● **Dataset excerpts**:
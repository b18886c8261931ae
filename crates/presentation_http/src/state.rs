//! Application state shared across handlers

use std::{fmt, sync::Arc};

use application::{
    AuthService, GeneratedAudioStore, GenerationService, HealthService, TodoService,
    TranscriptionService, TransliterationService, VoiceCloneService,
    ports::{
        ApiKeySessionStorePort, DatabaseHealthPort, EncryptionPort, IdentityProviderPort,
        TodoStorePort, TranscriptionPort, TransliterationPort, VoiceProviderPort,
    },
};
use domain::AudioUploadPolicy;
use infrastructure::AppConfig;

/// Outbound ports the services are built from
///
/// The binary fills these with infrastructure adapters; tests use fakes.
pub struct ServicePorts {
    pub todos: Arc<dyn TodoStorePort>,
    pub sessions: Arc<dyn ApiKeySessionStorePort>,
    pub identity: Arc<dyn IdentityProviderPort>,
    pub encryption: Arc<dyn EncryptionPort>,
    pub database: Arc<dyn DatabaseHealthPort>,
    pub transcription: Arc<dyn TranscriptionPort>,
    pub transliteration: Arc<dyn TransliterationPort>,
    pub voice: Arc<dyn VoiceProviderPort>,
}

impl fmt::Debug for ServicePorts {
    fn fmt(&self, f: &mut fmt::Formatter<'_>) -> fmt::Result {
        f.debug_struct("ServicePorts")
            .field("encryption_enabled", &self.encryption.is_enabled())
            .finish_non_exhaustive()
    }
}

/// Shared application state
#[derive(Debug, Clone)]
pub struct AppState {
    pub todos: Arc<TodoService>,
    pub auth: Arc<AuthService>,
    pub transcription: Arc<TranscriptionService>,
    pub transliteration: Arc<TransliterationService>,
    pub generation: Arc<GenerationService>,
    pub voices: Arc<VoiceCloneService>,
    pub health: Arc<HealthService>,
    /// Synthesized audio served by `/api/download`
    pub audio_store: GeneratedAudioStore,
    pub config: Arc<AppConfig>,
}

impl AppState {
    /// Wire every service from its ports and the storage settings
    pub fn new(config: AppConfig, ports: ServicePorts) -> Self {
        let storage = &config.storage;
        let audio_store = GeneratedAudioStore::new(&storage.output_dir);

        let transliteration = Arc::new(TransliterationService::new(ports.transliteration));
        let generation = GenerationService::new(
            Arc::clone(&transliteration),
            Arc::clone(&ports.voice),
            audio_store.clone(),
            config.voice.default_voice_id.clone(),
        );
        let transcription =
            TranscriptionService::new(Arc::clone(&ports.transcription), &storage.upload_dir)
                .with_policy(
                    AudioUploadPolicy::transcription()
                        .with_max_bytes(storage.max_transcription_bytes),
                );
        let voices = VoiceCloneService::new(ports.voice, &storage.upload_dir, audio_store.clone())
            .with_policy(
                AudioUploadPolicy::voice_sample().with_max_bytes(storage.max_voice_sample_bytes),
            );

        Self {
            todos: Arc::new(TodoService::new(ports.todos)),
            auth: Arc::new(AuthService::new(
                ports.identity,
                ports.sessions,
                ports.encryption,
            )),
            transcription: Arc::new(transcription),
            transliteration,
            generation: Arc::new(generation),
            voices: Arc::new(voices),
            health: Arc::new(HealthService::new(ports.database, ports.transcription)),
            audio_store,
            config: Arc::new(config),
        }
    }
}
==
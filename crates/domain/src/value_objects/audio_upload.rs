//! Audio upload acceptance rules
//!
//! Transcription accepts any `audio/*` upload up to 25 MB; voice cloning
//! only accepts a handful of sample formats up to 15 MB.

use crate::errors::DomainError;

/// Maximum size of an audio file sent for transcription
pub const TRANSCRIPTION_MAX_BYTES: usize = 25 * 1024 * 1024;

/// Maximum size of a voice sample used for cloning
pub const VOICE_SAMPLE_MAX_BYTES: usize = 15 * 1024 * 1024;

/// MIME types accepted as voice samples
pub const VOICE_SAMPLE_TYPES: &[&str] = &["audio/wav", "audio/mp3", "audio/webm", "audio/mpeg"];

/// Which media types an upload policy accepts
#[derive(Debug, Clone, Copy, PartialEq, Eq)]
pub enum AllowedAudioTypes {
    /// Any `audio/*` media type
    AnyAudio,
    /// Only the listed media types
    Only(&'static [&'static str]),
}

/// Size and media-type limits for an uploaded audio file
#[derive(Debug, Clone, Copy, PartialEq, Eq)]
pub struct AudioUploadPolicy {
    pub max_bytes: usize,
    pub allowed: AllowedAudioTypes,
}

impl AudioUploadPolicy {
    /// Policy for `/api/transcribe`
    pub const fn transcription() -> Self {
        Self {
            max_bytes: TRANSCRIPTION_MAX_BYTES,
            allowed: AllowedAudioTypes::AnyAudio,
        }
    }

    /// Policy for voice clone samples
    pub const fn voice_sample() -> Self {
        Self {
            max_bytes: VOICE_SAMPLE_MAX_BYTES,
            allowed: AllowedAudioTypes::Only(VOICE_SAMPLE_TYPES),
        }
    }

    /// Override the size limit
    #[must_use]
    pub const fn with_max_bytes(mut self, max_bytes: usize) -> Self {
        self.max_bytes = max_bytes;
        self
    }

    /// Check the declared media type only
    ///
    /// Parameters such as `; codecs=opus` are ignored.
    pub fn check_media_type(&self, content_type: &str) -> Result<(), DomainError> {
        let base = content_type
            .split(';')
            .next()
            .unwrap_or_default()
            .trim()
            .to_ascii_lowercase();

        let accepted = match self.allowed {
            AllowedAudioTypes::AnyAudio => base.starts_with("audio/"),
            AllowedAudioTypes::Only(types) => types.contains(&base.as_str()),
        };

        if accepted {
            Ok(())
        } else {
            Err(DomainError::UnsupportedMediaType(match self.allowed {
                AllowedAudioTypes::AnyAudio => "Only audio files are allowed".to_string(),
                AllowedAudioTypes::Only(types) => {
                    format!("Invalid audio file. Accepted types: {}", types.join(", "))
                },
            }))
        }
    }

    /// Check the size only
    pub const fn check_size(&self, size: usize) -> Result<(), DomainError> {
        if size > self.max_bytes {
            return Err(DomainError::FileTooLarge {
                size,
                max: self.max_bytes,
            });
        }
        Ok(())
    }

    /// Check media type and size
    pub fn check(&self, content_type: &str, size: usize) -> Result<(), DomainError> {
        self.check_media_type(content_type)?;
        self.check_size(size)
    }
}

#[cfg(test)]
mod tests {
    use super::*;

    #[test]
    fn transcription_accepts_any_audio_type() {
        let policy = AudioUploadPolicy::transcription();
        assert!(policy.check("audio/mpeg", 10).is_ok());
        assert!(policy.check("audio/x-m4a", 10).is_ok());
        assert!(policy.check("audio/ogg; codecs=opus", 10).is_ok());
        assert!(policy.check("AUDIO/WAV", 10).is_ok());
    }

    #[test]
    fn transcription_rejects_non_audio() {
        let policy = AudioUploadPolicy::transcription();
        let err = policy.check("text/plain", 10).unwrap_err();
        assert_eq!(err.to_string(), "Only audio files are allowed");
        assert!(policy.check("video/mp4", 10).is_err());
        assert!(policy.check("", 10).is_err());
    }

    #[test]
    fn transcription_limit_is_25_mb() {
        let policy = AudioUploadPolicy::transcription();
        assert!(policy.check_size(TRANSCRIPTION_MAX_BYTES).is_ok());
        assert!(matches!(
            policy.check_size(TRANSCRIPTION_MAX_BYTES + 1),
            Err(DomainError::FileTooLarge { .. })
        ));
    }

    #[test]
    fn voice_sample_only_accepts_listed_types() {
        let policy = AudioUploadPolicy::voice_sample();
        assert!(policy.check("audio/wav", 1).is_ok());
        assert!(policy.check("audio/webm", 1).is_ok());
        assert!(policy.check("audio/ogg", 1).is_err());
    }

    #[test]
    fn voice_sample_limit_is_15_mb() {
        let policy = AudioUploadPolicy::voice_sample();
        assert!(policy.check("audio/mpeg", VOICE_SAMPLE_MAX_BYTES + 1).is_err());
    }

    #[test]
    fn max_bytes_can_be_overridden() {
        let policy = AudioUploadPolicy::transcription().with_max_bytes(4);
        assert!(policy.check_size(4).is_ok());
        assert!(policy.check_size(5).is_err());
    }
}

● **Instructions for the task**: Say how many lines in the entries contain the string "AppConfig", and say nothing else.

● **Solution below**: 3